[What is needed]: Extract all records. Keep each one exact.

[Source data]:
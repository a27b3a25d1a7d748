use good_lp::solvers::coin_cbc::coin_cbc;
use good_lp::{constraint, variable, variables, Expression, Solution, SolverModel, Variable};

use crate::context::FormulationContext;
use crate::error::Result;
use crate::status::SolverStatus;

/// Maximal Covering Location solution: exactly `p` facilities open,
/// maximizing demand covered within `radius_miles`.
#[derive(Debug, Clone)]
pub struct MclpResult {
    pub status: SolverStatus,
    pub opened: Vec<usize>,
    pub covered_demand: f64,
    pub total_demand: f64,
    pub pct_covered: f64,
}

pub fn solve_mclp(ctx: &FormulationContext, p: usize, radius_miles: f64) -> Result<MclpResult> {
    let coverage = ctx.covering_neighbors(radius_miles);
    let n_facility = ctx.facilities.len();
    let n_demand = ctx.demand.len();
    let total_demand: f64 = ctx.demand.iter().map(|d| d.demand).sum();

    let mut vars = variables!();
    let y: Vec<Variable> = (0..n_facility).map(|_| vars.add(variable().binary())).collect();
    let z: Vec<Variable> = (0..n_demand).map(|_| vars.add(variable().binary())).collect();

    let mut objective = Expression::from(0.0);
    for (i, &zv) in z.iter().enumerate() {
        objective += ctx.demand[i].demand * zv;
    }

    let mut model = vars.maximise(objective.clone()).using(coin_cbc);

    let mut open_sum = Expression::from(0.0);
    for &yv in &y {
        open_sum += yv;
    }
    model = model.with(constraint!(open_sum == p as f64));

    for (i, neighbors) in coverage.iter().enumerate() {
        if neighbors.is_empty() {
            // No facility can ever cover this demand: pin z_i = 0 rather
            // than leaving it free, per the spec's "otherwise z_i = 0".
            model = model.with(constraint!(z[i] <= 0.0));
            continue;
        }
        let mut covering_sum = Expression::from(0.0);
        for &j in neighbors {
            covering_sum += y[j];
        }
        model = model.with(constraint!(z[i] <= covering_sum));
    }

    match model.solve() {
        Ok(solution) => {
            let opened = y
                .iter()
                .enumerate()
                .filter(|(_, &v)| solution.value(v) > 0.5)
                .map(|(j, _)| j)
                .collect();
            let covered_demand = solution.eval(objective.clone());
            let pct_covered = if total_demand > 0.0 { 100.0 * covered_demand / total_demand } else { 0.0 };
            Ok(MclpResult {
                status: SolverStatus::Optimal,
                opened,
                covered_demand,
                total_demand,
                pct_covered,
            })
        }
        Err(e) => Ok(MclpResult {
            status: SolverStatus::Other(e.to_string()),
            opened: Vec::new(),
            covered_demand: 0.0,
            total_demand,
            pct_covered: 0.0,
        }),
    }
}

#[cfg(test)]
mod tests {
    use super::*;
    use geo_core::{DemandPoint, DistanceMatrix, FacilityCandidate};

    #[test]
    fn covered_demand_never_exceeds_total() {
        let demand = vec![
            DemandPoint::new("d0", 0.0, 0.0, 1.0),
            DemandPoint::new("d1", 0.0, 0.0, 1.0),
        ];
        let facilities = vec![FacilityCandidate::new("f0", 0.0, 0.0, 100.0)];
        let mut matrix = DistanceMatrix::new(2);
        matrix.insert(0, 0, 1.0);
        matrix.insert(1, 0, 20.0);
        let ctx = FormulationContext::new(&demand, &facilities, &matrix);
        let result = solve_mclp(&ctx, 1, 10.0).unwrap();
        assert!(result.covered_demand <= result.total_demand + 1e-9);
    }
}
use std::fs;
use std::io;
use std::path::Path;

use geo_core::{DemandPoint, FacilityCandidate};
use serde_json::Value;

/// Writes a facilities CSV (`id, latitude, longitude[, capacity]`) for the
/// given opened facility indices. p-median carries capacity; LSCP and MCLP
/// don't.
pub fn write_facilities_csv(
    path: &Path,
    facilities: &[FacilityCandidate],
    opened: &[usize],
    with_capacity: bool,
) -> io::Result<()> {
    let mut out = String::from(if with_capacity {
        "id,latitude,longitude,capacity\n"
    } else {
        "id,latitude,longitude\n"
    });
    for &j in opened {
        let f = &facilities[j];
        if with_capacity {
            out.push_str(&format!("{},{},{},{}\n", f.id, f.latitude, f.longitude, f.capacity));
        } else {
            out.push_str(&format!("{},{},{}\n", f.id, f.latitude, f.longitude));
        }
    }
    fs::write(path, out)
}

/// Writes the p-median assignments CSV: `demand_idx, demand_id,
/// facility_idx, facility_id`.
pub fn write_assignments_csv(
    path: &Path,
    demand: &[DemandPoint],
    facilities: &[FacilityCandidate],
    assignments: &[(usize, usize)],
) -> io::Result<()> {
    let mut out = String::from("demand_idx,demand_id,facility_idx,facility_id\n");
    for &(i, j) in assignments {
        out.push_str(&format!("{},{},{},{}\n", i, demand[i].id, j, facilities[j].id));
    }
    fs::write(path, out)
}

pub fn write_json(path: &Path, value: &Value) -> io::Result<()> {
    let text = serde_json::to_string_pretty(value).map_err(|e| io::Error::new(io::ErrorKind::Other, e))?;
    fs::write(path, text)
}

#[cfg(test)]
mod tests {
    use super::*;

    #[test]
    fn facilities_csv_includes_capacity_when_requested() {
        let dir = std::env::temp_dir().join(format!("scenario-jobs-test-{}", std::process::id()));
        fs::create_dir_all(&dir).unwrap();
        let path = dir.join("facilities.csv");
        let facilities = vec![FacilityCandidate::new("f0", 33.7, -84.4, 100.0)];
        write_facilities_csv(&path, &facilities, &[0], true).unwrap();
        let contents = fs::read_to_string(&path).unwrap();
        assert!(contents.starts_with("id,latitude,longitude,capacity\n"));
        assert!(contents.contains("f0,33.7,-84.4,100"));
        fs::remove_dir_all(&dir).ok();
    }
}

[Output of the task]:
repository a27b3a25d1a7d748
use good_lp::solvers::coin_cbc::coin_cbc;
use good_lp::{constraint, variable, variables, Expression, Solution, SolverModel, Variable};

use crate::context::FormulationContext;
use crate::error::Result;
use crate::status::SolverStatus;

/// Maximal Covering Location solution: exactly `p` facilities open,
/// maximizing demand covered within `radius_miles`.
#[derive(Debug, Clone)]
pub struct MclpResult {
    pub status: SolverStatus,
    pub opened: Vec<usize>,
    pub covered_demand: f64,
    pub total_demand: f64,
    pub pct_covered: f64,
}

pub fn solve_mclp(ctx: &FormulationContext, p: usize, radius_miles: f64) -> Result<MclpResult> {
    let coverage = ctx.covering_neighbors(radius_miles);
    let n_facility = ctx.facilities.len();
    let n_demand = ctx.demand.len();
    let total_demand: f64 = ctx.demand.iter().map(|d| d.demand).sum();

    let mut vars = variables!();
    let y: Vec<Variable> = (0..n_facility).map(|_| vars.add(variable().binary())).collect();
    let z: Vec<Variable> = (0..n_demand).map(|_| vars.add(variable().binary())).collect();

    let mut objective = Expression::from(0.0);
    for (i, &zv) in z.iter().enumerate() {
        objective += ctx.demand[i].demand * zv;
    }

    let mut model = vars.maximise(objective.clone()).using(coin_cbc);

    let mut open_sum = Expression::from(0.0);
    for &yv in &y {
        open_sum += yv;
    }
    model = model.with(constraint!(open_sum == p as f64));

    for (i, neighbors) in coverage.iter().enumerate() {
        if neighbors.is_empty() {
            // No facility can ever cover this demand: pin z_i = 0 rather
            // than leaving it free, per the spec's "otherwise z_i = 0".
            model = model.with(constraint!(z[i] <= 0.0));
            continue;
        }
        let mut covering_sum = Expression::from(0.0);
        for &j in neighbors {
            covering_sum += y[j];
        }
        model = model.with(constraint!(z[i] <= covering_sum));
    }

    match model.solve() {
        Ok(solution) => {
            let opened = y
                .iter()
                .enumerate()
                .filter(|(_, &v)| solution.value(v) > 0.5)
                .map(|(j, _)| j)
                .collect();
            let covered_demand = solution.eval(objective.clone());
            let pct_covered = if total_demand > 0.0 { 100.0 * covered_demand / total_demand } else { 0.0 };
            Ok(MclpResult {
                status: SolverStatus::Optimal,
                opened,
                covered_demand,
                total_demand,
                pct_covered,
            })
        }
        Err(e) => Ok(MclpResult {
            status: SolverStatus::Other(e.to_string()),
            opened: Vec::new(),
            covered_demand: 0.0,
            total_demand,
            pct_covered: 0.0,
        }),
    }
}

#[cfg(test)]
mod tests {
    use super::*;
    use geo_core::{DemandPoint, DistanceMatrix, FacilityCandidate};

    #[test]
    fn covered_demand_never_exceeds_total() {
        let demand = vec![
            DemandPoint::new("d0", 0.0, 0.0, 1.0),
            DemandPoint::new("d1", 0.0, 0.0, 1.0),
        ];
        let facilities = vec![FacilityCandidate::new("f0", 0.0, 0.0, 100.0)];
        let mut matrix = DistanceMatrix::new(2);
        matrix.insert(0, 0, 1.0);
        matrix.insert(1, 0, 20.0);
        let ctx = FormulationContext::new(&demand, &facilities, &matrix);
        let result = solve_mclp(&ctx, 1, 10.0).unwrap();
        assert!(result.covered_demand <= result.total_demand + 1e-9);
    }
}
use std::fs;
use std::io;
use std::path::Path;

use geo_core::{DemandPoint, FacilityCandidate};
use serde_json::Value;

/// Writes a facilities CSV (`id, latitude, longitude[, capacity]`) for the
/// given opened facility indices. p-median carries capacity; LSCP and MCLP
/// don't.
pub fn write_facilities_csv(
    path: &Path,
    facilities: &[FacilityCandidate],
    opened: &[usize],
    with_capacity: bool,
) -> io::Result<()> {
    let mut out = String::from(if with_capacity {
        "id,latitude,longitude,capacity\n"
    } else {
        "id,latitude,longitude\n"
    });
    for &j in opened {
        let f = &facilities[j];
        if with_capacity {
            out.push_str(&format!("{},{},{},{}\n", f.id, f.latitude, f.longitude, f.capacity));
        } else {
            out.push_str(&format!("{},{},{}\n", f.id, f.latitude, f.longitude));
        }
    }
    fs::write(path, out)
}

/// Writes the p-median assignments CSV: `demand_idx, demand_id,
/// facility_idx, facility_id`.
pub fn write_assignments_csv(
    path: &Path,
    demand: &[DemandPoint],
    facilities: &[FacilityCandidate],
    assignments: &[(usize, usize)],
) -> io::Result<()> {
    let mut out = String::from("demand_idx,demand_id,facility_idx,facility_id\n");
    for &(i, j) in assignments {
        out.push_str(&format!("{},{},{},{}\n", i, demand[i].id, j, facilities[j].id));
    }
    fs::write(path, out)
}

pub fn write_json(path: &Path, value: &Value) -> io::Result<()> {
    let text = serde_json::to_string_pretty(value).map_err(|e| io::Error::new(io::ErrorKind::Other, e))?;
    fs::write(path, text)
}

#[cfg(test)]
mod tests {
    use super::*;

    #[test]
    fn facilities_csv_includes_capacity_when_requested() {
        let dir = std::env::temp_dir().join(format!("scenario-jobs-test-{}", std::process::id()));
        fs::create_dir_all(&dir).unwrap();
        let path = dir.join("facilities.csv");
        let facilities = vec![FacilityCandidate::new("f0", 33.7, -84.4, 100.0)];
        write_facilities_csv(&path, &facilities, &[0], true).unwrap();
        let contents = fs::read_to_string(&path).unwrap();
        assert!(contents.starts_with("id,latitude,longitude,capacity\n"));
        assert!(contents.contains("f0,33.7,-84.4,100"));
        fs::remove_dir_all(&dir).ok();
    }
}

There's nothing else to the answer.